As soon as Darren and Xena stepped out of the car, all eyes turned to them.
“Mr. Harrington himself, coming to pick up his little boy? He must be a truly devoted father!”
Compliments and flattery flew from every direction.
Darren barely paid attention, murmuring polite responses as his gaze swept across the crowd. That’s when he noticed Bradley pushing Charlotte’s wheelchair, moving slowly toward them.
His brow tightened with irritation.
Couldn’t she wheel herself? Did she really need Bradley to push her, just to put on a show of how close they were?
To make matters worse, he overheard a couple of hushed voices nearby:
“I heard the little Harrington boy was born to his first wife. Where is she, anyway?”
“Been off the grid for years. No trace left of her at all…”

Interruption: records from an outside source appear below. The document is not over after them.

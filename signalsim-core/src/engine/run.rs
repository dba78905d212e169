//! Single-run tick loop.
//!
//! A run walks the clock from the first to the last signal timestamp. Each
//! tick re-prices open positions, charges holding fees, checks exits, and
//! invests in the tick's accepted signals, then records one capital-history
//! sample. Whatever is still open after the last tick is force-closed so
//! every run ends fully liquid.

use serde::Serialize;
use std::borrow::Cow;
use tracing::{debug, info};

use crate::data::PriceStore;
use crate::domain::{Side, Signal, SignalStream};
use crate::engine::clock::Clock;
use crate::engine::portfolio::{Portfolio, TickOp};
use crate::engine::position::{CloseReason, Position};
use crate::error::SimError;
use crate::fees::FeeSchedule;
use crate::params::SimulationParameters;

/// Portfolio state captured once per tick.
#[derive(Debug, Clone, Serialize)]
pub struct CapitalHistorySample {
    pub timestamp: i64,
    pub liquid_capital: f64,
    pub long_capital: f64,
    pub short_capital: f64,
    pub leverage_capital: f64,
    pub fees_paid: f64,
    pub hit: u64,
    pub miss: u64,
    pub stopped: u64,
    pub expired: u64,
    pub trailed: u64,
    pub active_positions: usize,
    pub ticks_with_no_signal: u64,
}

/// Settled position, flattened for export.
#[derive(Debug, Clone, Serialize)]
pub struct ClosedPositionRecord {
    pub asset: String,
    pub side: Side,
    pub entry_time: i64,
    pub end_time: Option<i64>,
    pub entry_price: f64,
    pub last_price: f64,
    pub entry_capital: f64,
    pub leverage_margin: f64,
    pub leverage: f64,
    pub equity: f64,
    pub net_equity: f64,
    pub fees_paid: f64,
    pub hours_open: u32,
    pub life_time_hours: u32,
    pub trailing_count: u32,
    pub close_reason: Option<CloseReason>,
    pub roi: f64,
}

impl From<&Position> for ClosedPositionRecord {
    fn from(position: &Position) -> Self {
        Self {
            asset: position.asset.clone(),
            side: position.side,
            entry_time: position.entry_time,
            end_time: position.end_time,
            entry_price: position.entry_prices[0],
            last_price: position.last_price,
            entry_capital: position.entry_capital,
            leverage_margin: position.leverage_margin,
            leverage: position.leverage,
            equity: position.equity,
            net_equity: position.net_equity(),
            fees_paid: position.fees_paid,
            hours_open: position.hours_open,
            life_time_hours: position.life_time_hours,
            trailing_count: position.trailing_count,
            close_reason: position.close_reason(),
            roi: position.roi(),
        }
    }
}

/// Everything a run produces.
#[derive(Debug, Clone)]
pub struct RunOutput {
    pub capital_history: Vec<CapitalHistorySample>,
    pub positions: Vec<ClosedPositionRecord>,
}

impl RunOutput {
    /// Liquid capital after the forced end-of-run settlement.
    pub fn final_capital(&self) -> f64 {
        self.capital_history
            .last()
            .map_or(0.0, |sample| sample.liquid_capital)
    }
}

/// Execute one simulation run over `[stream.start(), stream.end())`.
pub fn run(
    params: &SimulationParameters,
    store: &dyn PriceStore,
    fees: &FeeSchedule,
    stream: &SignalStream,
) -> Result<RunOutput, SimError> {
    let start = stream.start().ok_or(SimError::EmptySignalStream)?;
    let end = stream.end().ok_or(SimError::EmptySignalStream)?;
    info!(start, end, tick_hours = params.tick_hours, "starting run");

    let mut clock = Clock::new(start, params.tick_hours);
    let mut portfolio = Portfolio::new(params);
    let mut capital_history = Vec::new();
    let mut ticks_with_no_signal: u64 = 0;

    while clock.current_time() < end {
        let now = clock.current_time();

        portfolio.on_tick(TickOp::MarkToMarket, now, store, fees)?;
        portfolio.apply_leverage_fees(fees);
        if portfolio.has_active_positions() {
            portfolio.on_tick(TickOp::CheckTargets, now, store, fees)?;
            portfolio.on_tick(TickOp::CheckExpiry, now, store, fees)?;
        }

        let tick_signals = stream.at(now);
        if tick_signals.is_empty() {
            ticks_with_no_signal += 1;
        }
        let accepted = filter_allowlist(tick_signals, params);
        if !accepted.is_empty() {
            portfolio.on_tick(TickOp::CheckModelReversal(&accepted), now, store, fees)?;
            portfolio.enter_new_positions(&accepted, now, store, fees)?;
        }

        debug_assert!(
            portfolio.conservation_gap().abs() < 1e-6 * params.initial_capital,
            "capital conservation violated at {now}: gap {}",
            portfolio.conservation_gap()
        );
        capital_history.push(sample(&portfolio, now, ticks_with_no_signal));
        clock.advance();
    }

    portfolio.on_tick(TickOp::ForceClose, clock.current_time(), store, fees)?;
    capital_history.push(sample(
        &portfolio,
        clock.current_time(),
        ticks_with_no_signal,
    ));

    debug!(
        final_capital = portfolio.liquid_capital,
        positions = portfolio.closed_positions().len(),
        "run finished"
    );

    let positions = portfolio
        .into_closed_positions()
        .iter()
        .map(ClosedPositionRecord::from)
        .collect();
    Ok(RunOutput {
        capital_history,
        positions,
    })
}

fn filter_allowlist<'a>(
    signals: &'a [Signal],
    params: &SimulationParameters,
) -> Cow<'a, [Signal]> {
    match &params.asset_allowlist {
        None => Cow::Borrowed(signals),
        Some(allowed) => Cow::Owned(
            signals
                .iter()
                .filter(|s| allowed.contains(&s.asset))
                .cloned()
                .collect(),
        ),
    }
}

fn sample(portfolio: &Portfolio, timestamp: i64, ticks_with_no_signal: u64) -> CapitalHistorySample {
    CapitalHistorySample {
        timestamp,
        liquid_capital: portfolio.liquid_capital,
        long_capital: portfolio.long_capital,
        short_capital: portfolio.short_capital,
        leverage_capital: portfolio.leverage_capital_outstanding,
        fees_paid: portfolio.fees_paid,
        hit: portfolio.counters.hit,
        miss: portfolio.counters.miss,
        stopped: portfolio.counters.stopped,
        expired: portfolio.counters.expired,
        trailed: portfolio.counters.trailed,
        active_positions: portfolio.active_positions().len(),
        ticks_with_no_signal,
    }
}

#[cfg(test)]
mod tests {
    use super::*;
    use crate::data::MemoryPriceStore;
    use crate::domain::Candle;
    use crate::params::{LongEntryStrategy, ShortEntryStrategy, DEFAULT_ANOMALY_RATIO};

    const HOUR: i64 = 3_600;

    fn test_params() -> SimulationParameters {
        SimulationParameters {
            initial_capital: 100_000.0,
            max_capital_fraction_per_round: 1.0,
            max_volume_fraction: 1.0,
            min_investment: 10.0,
            allow_shorts: true,
            allow_longs: true,
            leverage: 1.0,
            min_prob_for_leverage: 0.8,
            same_tick_same_asset_both_sides: false,
            apply_leverage_fee_on_full_equity: false,
            long_strategy: LongEntryStrategy {
                min_prob_positive: 0.6,
                max_prob_negative: 0.3,
            },
            short_strategy: ShortEntryStrategy {
                max_prob_positive: 0.3,
                min_prob_negative: 0.6,
            },
            long_trailing: None,
            short_trailing: None,
            active_long_strategy: None,
            active_short_strategy: None,
            tick_hours: 1,
            asset_allowlist: None,
            anomaly_ratio: DEFAULT_ANOMALY_RATIO,
        }
    }

    fn flat_store(assets: &[&str], from: i64, until: i64, price: f64) -> MemoryPriceStore {
        let mut store = MemoryPriceStore::default();
        for asset in assets {
            let mut t = from - 25 * HOUR;
            while t <= until {
                store.insert(Candle {
                    asset: (*asset).into(),
                    timestamp: t,
                    open: price,
                    high: price * 1.001,
                    low: price * 0.999,
                    close: price,
                    volume: 10_000.0,
                });
                t += HOUR;
            }
        }
        store
    }

    fn long_signal(timestamp: i64, asset: &str) -> Signal {
        Signal {
            timestamp,
            asset: asset.into(),
            side: Side::Long,
            prob_positive: 0.9,
            prob_negative: 0.05,
            high_boundary: 0.5,
            low_boundary: -0.5,
            life_time_hours: 48,
        }
    }

    #[test]
    fn empty_stream_is_an_error() {
        let params = test_params();
        let store = MemoryPriceStore::default();
        let fees = FeeSchedule::default();
        let result = run(&params, &store, &fees, &SignalStream::default());
        assert_eq!(result.unwrap_err(), SimError::EmptySignalStream);
    }

    #[test]
    fn run_ends_fully_liquid() {
        let params = test_params();
        let fees = FeeSchedule::default();
        let store = flat_store(&["BTC"], 0, 5 * HOUR, 100.0);
        let stream = SignalStream::new(vec![long_signal(0, "BTC"), long_signal(5 * HOUR, "BTC")]);

        let output = run(&params, &store, &fees, &stream).unwrap();

        // Ticks at 0..4h plus the settlement sample.
        assert_eq!(output.capital_history.len(), 6);
        let last = output.capital_history.last().unwrap();
        assert_eq!(last.active_positions, 0);
        assert_eq!(output.positions.len(), 1);
        assert_eq!(
            output.positions[0].close_reason,
            Some(CloseReason::Expired)
        );
        // Flat prices: final capital is initial minus fees.
        assert!((output.final_capital() + last.fees_paid - 100_000.0).abs() < 1e-6);
    }

    #[test]
    fn signal_at_end_timestamp_never_opens() {
        let params = test_params();
        let fees = FeeSchedule::default();
        let store = flat_store(&["BTC"], 0, 2 * HOUR, 100.0);
        let stream = SignalStream::new(vec![
            long_signal(2 * HOUR, "BTC"),
            // Lone earlier signal pins the interval start without entering.
            {
                let mut s = long_signal(0, "BTC");
                s.prob_positive = 0.1;
                s
            },
        ]);

        let output = run(&params, &store, &fees, &stream).unwrap();
        assert!(output.positions.is_empty());
    }

    #[test]
    fn allowlist_restricts_entries() {
        let mut params = test_params();
        params.asset_allowlist = Some(vec!["ETH".into()]);
        let fees = FeeSchedule::default();
        let store = flat_store(&["BTC", "ETH"], 0, 3 * HOUR, 100.0);
        let stream = SignalStream::new(vec![
            long_signal(0, "BTC"),
            long_signal(0, "ETH"),
            long_signal(3 * HOUR, "BTC"),
        ]);

        let output = run(&params, &store, &fees, &stream).unwrap();
        assert_eq!(output.positions.len(), 1);
        assert_eq!(output.positions[0].asset, "ETH");
    }

    #[test]
    fn quiet_ticks_are_counted_before_allowlist_filtering() {
        let mut params = test_params();
        params.asset_allowlist = Some(vec!["ETH".into()]);
        let fees = FeeSchedule::default();
        let store = flat_store(&["BTC", "ETH"], 0, 4 * HOUR, 100.0);
        // Signals at 0 and 4h; ticks 1h..3h are quiet. The BTC signal at 0
        // is filtered out but the tick still had signals.
        let stream = SignalStream::new(vec![long_signal(0, "BTC"), long_signal(4 * HOUR, "ETH")]);

        let output = run(&params, &store, &fees, &stream).unwrap();
        let last = output.capital_history.last().unwrap();
        assert_eq!(last.ticks_with_no_signal, 3);
    }

    #[test]
    fn capital_conserved_on_every_sample() {
        let params = test_params();
        let fees = FeeSchedule::default();
        let store = flat_store(&["BTC", "ETH"], 0, 10 * HOUR, 100.0);
        let mut signals = Vec::new();
        for tick in 0..10 {
            signals.push(long_signal(tick * HOUR, "BTC"));
            signals.push(long_signal(tick * HOUR, "ETH"));
        }
        let stream = SignalStream::new(signals);

        let output = run(&params, &store, &fees, &stream).unwrap();
        // On a flat market liquid + deployed + fees can never exceed the
        // initial capital. The per-sample total undershoots it by exactly
        // the fees still carried inside active positions, which is bounded
        // by the default taker rate on the deployed capital.
        for sample in &output.capital_history {
            let total = sample.liquid_capital
                + sample.long_capital
                + sample.short_capital
                + sample.fees_paid;
            assert!(total <= 100_000.0 + 1e-6, "capital created at {}", sample.timestamp);
            assert!(total >= 98_000.0, "capital lost at {}: {total}", sample.timestamp);
        }
        // After settlement every fee is in fees_paid and the identity is
        // exact.
        let last = output.capital_history.last().unwrap();
        assert!((last.liquid_capital + last.fees_paid - 100_000.0).abs() < 1e-6);
    }
}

A chill shot up Darren’s spine.
He’d been so focused on restoring Charlotte’s identity, he’d completely overlooked the fact that no one outside the family knew she was still alive.
Was his son Noah still being whispered about at school—pitied as a boy without a mother? Were people still looking at him with those eyes full of sympathy?
How could he have missed this?
Just then, the heavy doors of the preschool swung open with a bang.
Children flooded out onto the sidewalk.
Ryan, searching through the crowd, instantly spotted Charlotte and Bradley.
“Mom! Dad!” he shouted, his voice bright and clear as he darted through the crowd and flung himself into Charlotte’s open arms.
Charlotte gathered her son close, pressing a gentle kiss to his forehead.
Bradley ruffled Ryan’s hair with a smile.
Noah stiffened at the distant tone Charlotte used—the way she referred to him as “classmate,” as if he were just another boy from school. His throat tightened. He didn’t respond to Ryan’s thanks, his small frame radiating a stubborn, lonely pride.
As Charlotte wheeled Ryan away, Noah’s eyes grew red and glossy with tears. He called out, voice trembling, “Mom, why… why don’t you want me anymore?”
Charlotte’s wheelchair stopped abruptly.
Slowly, she turned to look at the little face twisted with heartbreak. But in her mind, a different face flashed before her eyes—a cruel, merciless one, also called Noah. That Noah had hated her, despised her, wished she would disappear.
Noah might have lost his memories, forgotten the hurt he’d inflicted—but she hadn’t forgotten. Pain like that didn’t vanish just because he couldn’t remember.
Scars last forever. She could never truly forget.
The setting sun cast a cold light across her face. Then she smiled, and her words, though soft, cut like a blade—severing the last fragile hope in Noah’s eyes.
“You’ve made a mistake, little one.”
“I’m not your mother. Not in this life, not in the next, or the one after that.”